Book review by Deane Barker tags: south-dakota, history

This is a book about a place. Not the Badlands of South Dakota (which I initially thought), but the “bad land” of Eastern Montana. It’s the story of immigrants who settled there and claimed homesteads on the promise of dry farming techniques and decent weather.

But the weather was bad, and dry farming didn’t work nearly as well as they had been told. Banks lent them money, the weather turned dry, and everything went to hell. A huge wave of those that had come in went back out again. Then the Dust Bowl of the 30s hit, and most of the rest left too.

What was left was lingering suspicion of government, born of the idea that the railroad companies lured them there in the hopes of boosting profits, and did so through the Homestead Acts of the government, with which they were obviously in cahoots. It’s a classic conspiracy tale of business influencing politics at the expense of the common man, whether or not it’s true.

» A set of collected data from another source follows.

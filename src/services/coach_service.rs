//! AI coaching report: gathers recent touches, asks the completion service for a summary and
//! keeps the last report per user.

use std::{
    collections::{HashMap, HashSet},
    time::SystemTime,
};

use serde::{Deserialize, Serialize};
use tracing::{info, warn};

use crate::{
    dao::models::{CoachReportEntity, MatchEntity, PointEntity},
    dto::{coach::CoachReportView, format_system_time},
    error::ServiceError,
    services::completion::{CompletionError, CompletionRequest},
    state::{
        SharedState,
        fencing::Scorer,
        taxonomy::{Phrase, Situation},
    },
};

const SYSTEM_PROMPT: &str = "You are an experienced sabre fencing coach. You receive a JSON array \
of touches recorded by one fencer across recent bouts. Each touch names the bout, the opponent, \
the date, who scored (`me` is the fencer you coach), the situation relative to the 4 m line, the \
tactical phrase and an optional note. Identify the patterns behind touches scored and conceded. \
Answer with a JSON object with exactly three string fields: `summary` (two or three sentences), \
`detail` (the recurring patterns, with counts where useful) and `action_plan` (concrete drills \
and tactical adjustments for the next training sessions).";

/// One touch as sent to the completion service.
#[derive(Debug, Serialize)]
struct PointContext<'a> {
    match_id: String,
    opponent_name: &'a str,
    match_date: String,
    scorer: Scorer,
    situation: Situation,
    phrase: Phrase,
    #[serde(skip_serializing_if = "Option::is_none")]
    note: Option<&'a str>,
}

/// Shape the completion must have.
#[derive(Debug, Deserialize)]
struct CompletionReport {
    summary: String,
    detail: String,
    action_plan: String,
}

/// Generate a fresh report from the caller's recent touches and keep it as their cached report.
pub async fn generate_report(
    state: &SharedState,
    owner_id: &str,
) -> Result<CoachReportView, ServiceError> {
    let settings = &state.config().coach;
    let store = state.require_match_store().await?;

    let matches: Vec<MatchEntity> = store
        .list_matches(owner_id)
        .await?
        .into_iter()
        .take(settings.max_matches)
        .collect();
    let match_ids = matches.iter().map(|entity| entity.id).collect();
    let points = store
        .recent_points(owner_id, match_ids, settings.max_points)
        .await?;

    if points.is_empty() {
        return Err(ServiceError::InvalidInput("no data to analyze".into()));
    }

    let expose_details = state.config().exposes_details();
    let completion = state
        .completion()
        .ok_or(ServiceError::Completion {
            source: CompletionError::NotConfigured,
            expose_details,
        })?;

    let context = build_context(&matches, &points);
    let match_count = context
        .iter()
        .map(|point| point.match_id.as_str())
        .collect::<HashSet<_>>()
        .len();
    let user = serde_json::to_string(&context).map_err(|err| ServiceError::Completion {
        source: CompletionError::ResponseShape {
            reason: format!("failed to encode touches: {err}"),
            raw: None,
        },
        expose_details,
    })?;

    let request = CompletionRequest {
        model: settings.model.clone(),
        temperature: settings.temperature,
        system: SYSTEM_PROMPT.to_owned(),
        user,
    };
    let raw = completion
        .complete_json(request)
        .await
        .map_err(|source| {
            warn!(owner_id, error = %source, "coaching completion failed");
            ServiceError::Completion {
                source,
                expose_details,
            }
        })?;
    let parsed = parse_report(&raw).map_err(|source| {
        warn!(owner_id, error = %source, "coaching completion has an unusable shape");
        ServiceError::Completion {
            source,
            expose_details,
        }
    })?;

    let report = CoachReportEntity {
        owner_id: owner_id.to_owned(),
        summary: parsed.summary,
        detail: parsed.detail,
        action_plan: parsed.action_plan,
        point_count: u32::try_from(context.len()).unwrap_or(u32::MAX),
        match_count: u32::try_from(match_count).unwrap_or(u32::MAX),
        generated_at: SystemTime::now(),
    };
    store.save_report(report.clone()).await.inspect_err(|err| {
        warn!(owner_id, error = %err, "failed to store coaching report");
    })?;
    info!(
        owner_id,
        point_count = report.point_count,
        match_count = report.match_count,
        "coaching report generated"
    );

    Ok(report.into())
}

/// Last generated report of the caller.
pub async fn get_report(
    state: &SharedState,
    owner_id: &str,
) -> Result<CoachReportView, ServiceError> {
    let store = state.require_match_store().await?;
    store
        .find_report(owner_id)
        .await?
        .map(CoachReportView::from)
        .ok_or_else(|| ServiceError::NotFound("no coaching report generated yet".into()))
}

fn build_context<'a>(matches: &'a [MatchEntity], points: &'a [PointEntity]) -> Vec<PointContext<'a>> {
    let by_id: HashMap<_, _> = matches.iter().map(|entity| (entity.id, entity)).collect();
    points
        .iter()
        .filter_map(|point| {
            let entity = by_id.get(&point.match_id)?;
            Some(PointContext {
                match_id: point.match_id.to_string(),
                opponent_name: &entity.opponent_name,
                match_date: format_system_time(entity.created_at),
                scorer: point.scorer,
                situation: point.situation,
                phrase: point.phrase,
                note: point.note.as_deref(),
            })
        })
        .collect()
}

/// Validate the completion text: a JSON object carrying non-empty `summary`, `detail` and
/// `action_plan` strings.
fn parse_report(raw: &str) -> Result<CompletionReport, CompletionError> {
    let shape_error = |reason: String| CompletionError::ResponseShape {
        reason,
        raw: Some(raw.to_owned()),
    };

    if raw.trim().is_empty() {
        return Err(CompletionError::ResponseShape {
            reason: "completion is empty".into(),
            raw: None,
        });
    }

    let report: CompletionReport = serde_json::from_str(raw.trim())
        .map_err(|err| shape_error(format!("completion is not a report object: {err}")))?;

    for (field, value) in [
        ("summary", &report.summary),
        ("detail", &report.detail),
        ("action_plan", &report.action_plan),
    ] {
        if value.trim().is_empty() {
            return Err(shape_error(format!("field `{field}` is empty")));
        }
    }

    Ok(report)
}

#[cfg(test)]
mod tests {
    use uuid::Uuid;

    use super::*;
    use crate::state::fencing::FencerColor;

    #[test]
    fn accepts_complete_report() {
        let report = parse_report(
            r#"{"summary":"Solid","detail":"Wins at 4m","action_plan":"Drill parries"}"#,
        )
        .unwrap();
        assert_eq!(report.summary, "Solid");
        assert_eq!(report.action_plan, "Drill parries");
    }

    #[test]
    fn rejects_empty_or_non_json_completions() {
        assert!(matches!(
            parse_report("  "),
            Err(CompletionError::ResponseShape { raw: None, .. })
        ));
        assert!(matches!(
            parse_report("Here is your report"),
            Err(CompletionError::ResponseShape { raw: Some(_), .. })
        ));
        assert!(matches!(
            parse_report(r#"["summary"]"#),
            Err(CompletionError::ResponseShape { .. })
        ));
    }

    #[test]
    fn rejects_missing_or_blank_fields() {
        match parse_report(r#"{"summary":"a","detail":"b"}"#) {
            Err(CompletionError::ResponseShape { reason, .. }) => {
                assert!(reason.contains("action_plan"))
            }
            other => panic!("unexpected {other:?}"),
        }
        match parse_report(r#"{"summary":"a","detail":" ","action_plan":"c"}"#) {
            Err(CompletionError::ResponseShape { reason, .. }) => {
                assert!(reason.contains("detail"))
            }
            other => panic!("unexpected {other:?}"),
        }
    }

    #[test]
    fn context_carries_match_details() {
        let entity = MatchEntity {
            id: Uuid::new_v4(),
            owner_id: "user-1".into(),
            opponent_name: "Dubois".into(),
            my_color: FencerColor::Green,
            score_me: 0,
            score_opponent: 0,
            finalized: false,
            tags: Vec::new(),
            created_at: SystemTime::UNIX_EPOCH,
        };
        let point = PointEntity {
            id: Uuid::new_v4(),
            match_id: entity.id,
            owner_id: "user-1".into(),
            scorer: Scorer::Opponent,
            situation: Situation::DefenceAfterFourMetre,
            phrase: Phrase::StopCut,
            note: None,
            score_me_at_time: 0,
            score_opponent_at_time: 0,
            created_at: SystemTime::UNIX_EPOCH,
        };
        let matches = [entity];
        let points = [point];

        let context = build_context(&matches, &points);
        let value = serde_json::to_value(&context).unwrap();
        assert_eq!(value[0]["opponent_name"], "Dubois");
        assert_eq!(value[0]["match_date"], "1970-01-01T00:00:00Z");
        assert_eq!(value[0]["scorer"], "opponent");
        assert_eq!(value[0]["phrase"], "stop_cut");
        assert!(value[0].get("note").is_none());
    }
}
use axum::{Json, Router, routing::get};

use crate::{
    dto::{ApiResponse, taxonomy::TaxonomyResponse},
    state::SharedState,
};

/// Static vocabulary routes.
pub fn router() -> Router<SharedState> {
    Router::new().route("/taxonomy", get(taxonomy))
}

/// Situations with their phrases, and suggested match tags by category.
#[utoipa::path(
    get,
    path = "/taxonomy",
    tag = "taxonomy",
    responses((status = 200, description = "Classification vocabulary", body = ApiResponse<TaxonomyResponse>))
)]
pub async fn taxonomy() -> Json<ApiResponse<TaxonomyResponse>> {
    Json(ApiResponse::new(TaxonomyResponse::build()))
}
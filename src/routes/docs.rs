use axum::Router;
use utoipa::OpenApi;
use utoipa_swagger_ui::SwaggerUi;

use crate::{services::documentation::ApiDoc, state::SharedState};

/// Swagger UI at `/docs`, backed by the document served at `/api-doc/openapi.json`.
pub fn router() -> Router<SharedState> {
    SwaggerUi::new("/docs")
        .url("/api-doc/openapi.json", ApiDoc::openapi())
        .into()
}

The author spent several years traveling around this land, and towards the end of the book, he heads further west toward his home in Seattle. As you go west, you find a lot of the militia and anti-government groups, and the book takes an interesting detour at Lincoln, where the Unabomber was eventually found (it wasn’t nearly the “wilderness” that the media claimed it was). You hear about Ruby Ridge, and sometime around when the book was written (1995), the bombing in Oklahoma City happens.

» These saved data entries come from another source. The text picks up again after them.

//! Process-local store used for `STORAGE_BACKEND=memory` and tests.

use std::{cmp::Reverse, sync::Arc};

use dashmap::DashMap;
use futures::future::BoxFuture;
use uuid::Uuid;

use crate::dao::{
    match_store::MatchStore,
    models::{CoachReportEntity, MatchEntity, PointEntity},
    storage::StorageResult,
};

/// [`MatchStore`] keeping everything in concurrent hash maps.
#[derive(Clone, Default)]
pub struct MemoryMatchStore {
    inner: Arc<MemoryInner>,
}

#[derive(Default)]
struct MemoryInner {
    matches: DashMap<Uuid, MatchEntity>,
    points: DashMap<Uuid, PointEntity>,
    reports: DashMap<String, CoachReportEntity>,
}

impl MemoryMatchStore {
    /// Create an empty store.
    pub fn new() -> Self {
        Self::default()
    }

    fn owned_match(&self, owner_id: &str, id: Uuid) -> Option<MatchEntity> {
        self.inner
            .matches
            .get(&id)
            .filter(|entry| entry.owner_id == owner_id)
            .map(|entry| entry.clone())
    }

    fn points_of(&self, owner_id: &str, match_id: Uuid) -> Vec<PointEntity> {
        let mut points: Vec<PointEntity> = self
            .inner
            .points
            .iter()
            .filter(|entry| entry.match_id == match_id && entry.owner_id == owner_id)
            .map(|entry| entry.clone())
            .collect();
        points.sort_by_key(PointEntity::order_key);
        points
    }
}

impl MatchStore for MemoryMatchStore {
    fn save_match(&self, entity: MatchEntity) -> BoxFuture<'static, StorageResult<()>> {
        let store = self.clone();
        Box::pin(async move {
            store.inner.matches.insert(entity.id, entity);
            Ok(())
        })
    }

    fn find_match(
        &self,
        owner_id: &str,
        id: Uuid,
    ) -> BoxFuture<'static, StorageResult<Option<MatchEntity>>> {
        let found = self.owned_match(owner_id, id);
        Box::pin(async move { Ok(found) })
    }

    fn list_matches(&self, owner_id: &str) -> BoxFuture<'static, StorageResult<Vec<MatchEntity>>> {
        let mut matches: Vec<MatchEntity> = self
            .inner
            .matches
            .iter()
            .filter(|entry| entry.owner_id == owner_id)
            .map(|entry| entry.clone())
            .collect();
        matches.sort_by_key(|entity| Reverse((entity.created_at, entity.id)));
        Box::pin(async move { Ok(matches) })
    }

    fn delete_match(&self, owner_id: &str, id: Uuid) -> BoxFuture<'static, StorageResult<bool>> {
        let store = self.clone();
        let owner_id = owner_id.to_owned();
        Box::pin(async move {
            if store.owned_match(&owner_id, id).is_none() {
                return Ok(false);
            }
            store
                .inner
                .points
                .retain(|_, point| !(point.match_id == id && point.owner_id == owner_id));
            Ok(store.inner.matches.remove(&id).is_some())
        })
    }

    fn save_point(&self, point: PointEntity) -> BoxFuture<'static, StorageResult<()>> {
        let store = self.clone();
        Box::pin(async move {
            store.inner.points.insert(point.id, point);
            Ok(())
        })
    }

    fn list_points(
        &self,
        owner_id: &str,
        match_id: Uuid,
    ) -> BoxFuture<'static, StorageResult<Vec<PointEntity>>> {
        let points = self.points_of(owner_id, match_id);
        Box::pin(async move { Ok(points) })
    }

    fn find_point(
        &self,
        owner_id: &str,
        match_id: Uuid,
        point_id: Uuid,
    ) -> BoxFuture<'static, StorageResult<Option<PointEntity>>> {
        let found = self
            .inner
            .points
            .get(&point_id)
            .filter(|entry| entry.match_id == match_id && entry.owner_id == owner_id)
            .map(|entry| entry.clone());
        Box::pin(async move { Ok(found) })
    }

    fn delete_point(
        &self,
        owner_id: &str,
        match_id: Uuid,
        point_id: Uuid,
    ) -> BoxFuture<'static, StorageResult<bool>> {
        let removed = self
            .inner
            .points
            .remove_if(&point_id, |_, point| {
                point.match_id == match_id && point.owner_id == owner_id
            })
            .is_some();
        Box::pin(async move { Ok(removed) })
    }

    fn recent_points(
        &self,
        owner_id: &str,
        match_ids: Vec<Uuid>,
        limit: usize,
    ) -> BoxFuture<'static, StorageResult<Vec<PointEntity>>> {
        let mut points: Vec<PointEntity> = self
            .inner
            .points
            .iter()
            .filter(|entry| entry.owner_id == owner_id && match_ids.contains(&entry.match_id))
            .map(|entry| entry.clone())
            .collect();
        points.sort_by_key(|point| Reverse(point.order_key()));
        points.truncate(limit);
        Box::pin(async move { Ok(points) })
    }

    fn save_report(&self, report: CoachReportEntity) -> BoxFuture<'static, StorageResult<()>> {
        let store = self.clone();
        Box::pin(async move {
            store
                .inner
                .reports
                .insert(report.owner_id.clone(), report);
            Ok(())
        })
    }

    fn find_report(
        &self,
        owner_id: &str,
    ) -> BoxFuture<'static, StorageResult<Option<CoachReportEntity>>> {
        let found = self
            .inner
            .reports
            .get(owner_id)
            .map(|entry| entry.clone());
        Box::pin(async move { Ok(found) })
    }

    fn health_check(&self) -> BoxFuture<'static, StorageResult<()>> {
        Box::pin(async { Ok(()) })
    }

    fn try_reconnect(&self) -> BoxFuture<'static, StorageResult<()>> {
        Box::pin(async { Ok(()) })
    }
}

#[cfg(test)]
mod tests {
    use std::time::{Duration, SystemTime};

    use super::*;
    use crate::state::{
        fencing::{FencerColor, Scorer},
        taxonomy::{Phrase, Situation},
    };

    fn sample_match(owner: &str) -> MatchEntity {
        MatchEntity {
            id: Uuid::new_v4(),
            owner_id: owner.into(),
            opponent_name: "Dubois".into(),
            my_color: FencerColor::Red,
            score_me: 0,
            score_opponent: 0,
            finalized: false,
            tags: Vec::new(),
            created_at: SystemTime::now(),
        }
    }

    fn sample_point(entity: &MatchEntity, offset_secs: u64) -> PointEntity {
        PointEntity {
            id: Uuid::new_v4(),
            match_id: entity.id,
            owner_id: entity.owner_id.clone(),
            scorer: Scorer::Me,
            situation: Situation::FourMetre,
            phrase: Phrase::DirectAttack,
            note: None,
            score_me_at_time: 0,
            score_opponent_at_time: 0,
            created_at: SystemTime::UNIX_EPOCH + Duration::from_secs(1_000 + offset_secs),
        }
    }

    #[tokio::test]
    async fn records_of_other_owners_are_invisible() {
        let store = MemoryMatchStore::new();
        let entity = sample_match("alice");
        let point = sample_point(&entity, 0);
        store.save_match(entity.clone()).await.unwrap();
        store.save_point(point.clone()).await.unwrap();

        assert!(store.find_match("bob", entity.id).await.unwrap().is_none());
        assert!(store.list_matches("bob").await.unwrap().is_empty());
        assert!(
            store
                .find_point("bob", entity.id, point.id)
                .await
                .unwrap()
                .is_none()
        );
        assert!(!store.delete_point("bob", entity.id, point.id).await.unwrap());
        assert!(!store.delete_match("bob", entity.id).await.unwrap());
        assert_eq!(store.list_points("alice", entity.id).await.unwrap().len(), 1);
    }

    #[tokio::test]
    async fn deleting_match_cascades_to_points() {
        let store = MemoryMatchStore::new();
        let entity = sample_match("alice");
        store.save_match(entity.clone()).await.unwrap();
        store.save_point(sample_point(&entity, 0)).await.unwrap();
        store.save_point(sample_point(&entity, 1)).await.unwrap();

        assert!(store.delete_match("alice", entity.id).await.unwrap());
        assert!(store.list_points("alice", entity.id).await.unwrap().is_empty());
    }

    #[tokio::test]
    async fn points_are_chronological_and_latest_is_newest() {
        let store = MemoryMatchStore::new();
        let entity = sample_match("alice");
        store.save_match(entity.clone()).await.unwrap();
        let late = sample_point(&entity, 5);
        let early = sample_point(&entity, 1);
        store.save_point(late.clone()).await.unwrap();
        store.save_point(early.clone()).await.unwrap();

        let listed = store.list_points("alice", entity.id).await.unwrap();
        assert_eq!(listed, vec![early, late.clone()]);
        assert_eq!(
            store.latest_point("alice", entity.id).await.unwrap(),
            Some(late)
        );
    }

    #[tokio::test]
    async fn recent_points_are_capped_newest_first() {
        let store = MemoryMatchStore::new();
        let entity = sample_match("alice");
        store.save_match(entity.clone()).await.unwrap();
        for offset in 0..5 {
            store.save_point(sample_point(&entity, offset)).await.unwrap();
        }

        let recent = store
            .recent_points("alice", vec![entity.id], 3)
            .await
            .unwrap();
        assert_eq!(recent.len(), 3);
        assert!(recent[0].created_at > recent[2].created_at);
    }
}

The book is languid. The author is in no hurry to get anywhere. The prose is lyrical (sometimes overly so), and the author is doesn’t tell you anything – instead he describes, and let’s you draw your own conclusions.

I’ve been out west of where I live (Sioux Falls), and there’s not much out there. West of Rapid City – or north, for that matter, prior to the Bakken oil boom – you find vast stretches of land, sparsely populated, uninviting, and occasionally populated by people you assume are just getting by.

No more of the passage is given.